Achillion Pharmaceuticals’ (NASDAQ:AHCN) 14-day Phase II ACH-4471 trial for complement (C3) glomerulopathy (C3G) is likely to face patient enrollment hurdles, affecting an on-time readout, experts said. Nonetheless, they earmarked the study for success, considering ACH-4471’s more targeted and upstream approach to modulating the complement system.
Even the interim Phase II data boasts early hints that it may be efficacious in reducing proteinuria, which also signifies that the Phase II (NCT03124368) will meet the primary endpoint of increasing blood C3 levels, experts added. Yet, because C3G is an ultrarare disease and the small Phase II has tight enrollment criteria, recruitment could be a limiting factor.
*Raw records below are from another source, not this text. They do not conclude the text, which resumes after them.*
//! Relation cardinality and the display/edit/action choices each cardinality permits.
//!
//! Persisted choices that are not valid for a relation's cardinality are coerced
//! to the first valid option instead of being rejected.

use crate::settings::types::{
    AdminField, AdminSettings, RelationAction, RelationDisplayMode, RelationEditMode, RelationSettings,
};
use serde::Serialize;

#[derive(Clone, Copy, Debug, PartialEq, Eq, Serialize)]
#[serde(rename_all = "camelCase")]
pub enum RelationCardinality {
    OneToOne,
    ManyToOne,
    OneToMany,
    ManyToMany,
}

const SINGLE_DISPLAY: &[RelationDisplayMode] = &[
    RelationDisplayMode::Link,
    RelationDisplayMode::Dropdown,
    RelationDisplayMode::Badge,
    RelationDisplayMode::Inline,
];
const MULTI_DISPLAY: &[RelationDisplayMode] = &[
    RelationDisplayMode::Count,
    RelationDisplayMode::Tags,
    RelationDisplayMode::Inline,
];
const SINGLE_EDIT: &[RelationEditMode] = &[
    RelationEditMode::Select,
    RelationEditMode::Autocomplete,
    RelationEditMode::Readonly,
];
const MULTI_EDIT: &[RelationEditMode] = &[
    RelationEditMode::Multiselect,
    RelationEditMode::Autocomplete,
    RelationEditMode::Readonly,
];
const SINGLE_ACTIONS: &[RelationAction] = &[RelationAction::Filter, RelationAction::View, RelationAction::Edit];
const ONE_TO_MANY_ACTIONS: &[RelationAction] = &[RelationAction::ViewAll];
const MANY_TO_MANY_ACTIONS: &[RelationAction] = &[RelationAction::ViewAll, RelationAction::Filter];

impl RelationCardinality {
    pub const ALL: [RelationCardinality; 4] = [
        RelationCardinality::OneToOne,
        RelationCardinality::ManyToOne,
        RelationCardinality::OneToMany,
        RelationCardinality::ManyToMany,
    ];

    pub fn is_multi(self) -> bool {
        matches!(self, RelationCardinality::OneToMany | RelationCardinality::ManyToMany)
    }

    pub fn valid_display_modes(self) -> &'static [RelationDisplayMode] {
        if self.is_multi() {
            MULTI_DISPLAY
        } else {
            SINGLE_DISPLAY
        }
    }

    pub fn valid_edit_modes(self) -> &'static [RelationEditMode] {
        if self.is_multi() {
            MULTI_EDIT
        } else {
            SINGLE_EDIT
        }
    }

    pub fn valid_actions(self) -> &'static [RelationAction] {
        match self {
            RelationCardinality::OneToOne | RelationCardinality::ManyToOne => SINGLE_ACTIONS,
            RelationCardinality::OneToMany => ONE_TO_MANY_ACTIONS,
            RelationCardinality::ManyToMany => MANY_TO_MANY_ACTIONS,
        }
    }

    pub fn default_actions(self) -> Vec<RelationAction> {
        if self.is_multi() {
            vec![RelationAction::ViewAll]
        } else {
            vec![RelationAction::View]
        }
    }
}

/// Classify a relation field from its own list flag and its opposite field's list flag.
/// Without an opposite field, a foreign key on this side means many-to-one.
pub fn cardinality(field: &AdminField, opposite: Option<&AdminField>) -> RelationCardinality {
    let has_fk = field
        .relation
        .as_ref()
        .map(|r| !r.from_fields.is_empty())
        .unwrap_or(false);
    match (field.is_list, opposite.map(|o| o.is_list)) {
        (true, Some(true)) => RelationCardinality::ManyToMany,
        (true, _) => RelationCardinality::OneToMany,
        (false, Some(true)) => RelationCardinality::ManyToOne,
        (false, Some(false)) => RelationCardinality::OneToOne,
        (false, None) if has_fk => RelationCardinality::ManyToOne,
        (false, None) => RelationCardinality::OneToOne,
    }
}

/// Find the field on the related model that points back at `model_name` through the same relation.
pub fn opposite_field<'a>(
    settings: &'a AdminSettings,
    model_name: &str,
    field: &AdminField,
) -> Option<&'a AdminField> {
    let related = settings.model(&field.type_)?;
    let rel_name = field.relation.as_ref().and_then(|r| r.name.as_deref());
    related.fields.iter().find(|candidate| {
        if !candidate.is_relation() || candidate.type_ != model_name {
            return false;
        }
        // Self-relation: the same field is not its own opposite.
        if related.name == model_name && candidate.name == field.name {
            return false;
        }
        let candidate_name = candidate.relation.as_ref().and_then(|r| r.name.as_deref());
        match (rel_name, candidate_name) {
            (Some(a), Some(b)) => a == b,
            _ => true,
        }
    })
}

/// Effective presentation of a relation field after coercion.
#[derive(Clone, Debug, PartialEq, Serialize)]
#[serde(rename_all = "camelCase")]
pub struct RelationPresentation {
    pub cardinality: RelationCardinality,
    pub display_mode: RelationDisplayMode,
    pub edit_mode: RelationEditMode,
    pub actions: Vec<RelationAction>,
}

pub fn coerce_display_mode(
    cardinality: RelationCardinality,
    requested: Option<RelationDisplayMode>,
) -> RelationDisplayMode {
    let valid = cardinality.valid_display_modes();
    requested.filter(|m| valid.contains(m)).unwrap_or(valid[0])
}

pub fn coerce_edit_mode(cardinality: RelationCardinality, requested: Option<RelationEditMode>) -> RelationEditMode {
    let valid = cardinality.valid_edit_modes();
    requested.filter(|m| valid.contains(m)).unwrap_or(valid[0])
}

pub fn coerce_actions(cardinality: RelationCardinality, requested: Option<&[RelationAction]>) -> Vec<RelationAction> {
    let valid = cardinality.valid_actions();
    let Some(requested) = requested else {
        return cardinality.default_actions();
    };
    let mut out: Vec<RelationAction> = Vec::with_capacity(requested.len());
    for a in requested {
        if valid.contains(a) && !out.contains(a) {
            out.push(*a);
        }
    }
    if out.is_empty() && !requested.is_empty() {
        out.push(valid[0]);
    }
    out
}

pub fn validate_relation(
    cardinality: RelationCardinality,
    settings: Option<&RelationSettings>,
) -> RelationPresentation {
    RelationPresentation {
        cardinality,
        display_mode: coerce_display_mode(cardinality, settings.and_then(|s| s.display_mode)),
        edit_mode: coerce_edit_mode(cardinality, settings.and_then(|s| s.edit_mode)),
        actions: coerce_actions(cardinality, settings.and_then(|s| s.actions.as_deref())),
    }
}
Interim data is expected in 3Q18, according to a company report. Achillion also has results from two other trials expected in 4Q18 and 1Q19 based on the same report. It is testing the drug in six-month (NCT03369236) and 12-month open label studies (NCT03459443).
According to one analyst report, peak sales for ACH4471 are estimated at USD 1bn. Achillion has a market cap of USD 392m. Analysts are also encouraged about ACH-4471’s prospects, attributing their sentiments to encouraging data presented in May, though they noted the small, four-patient sample size.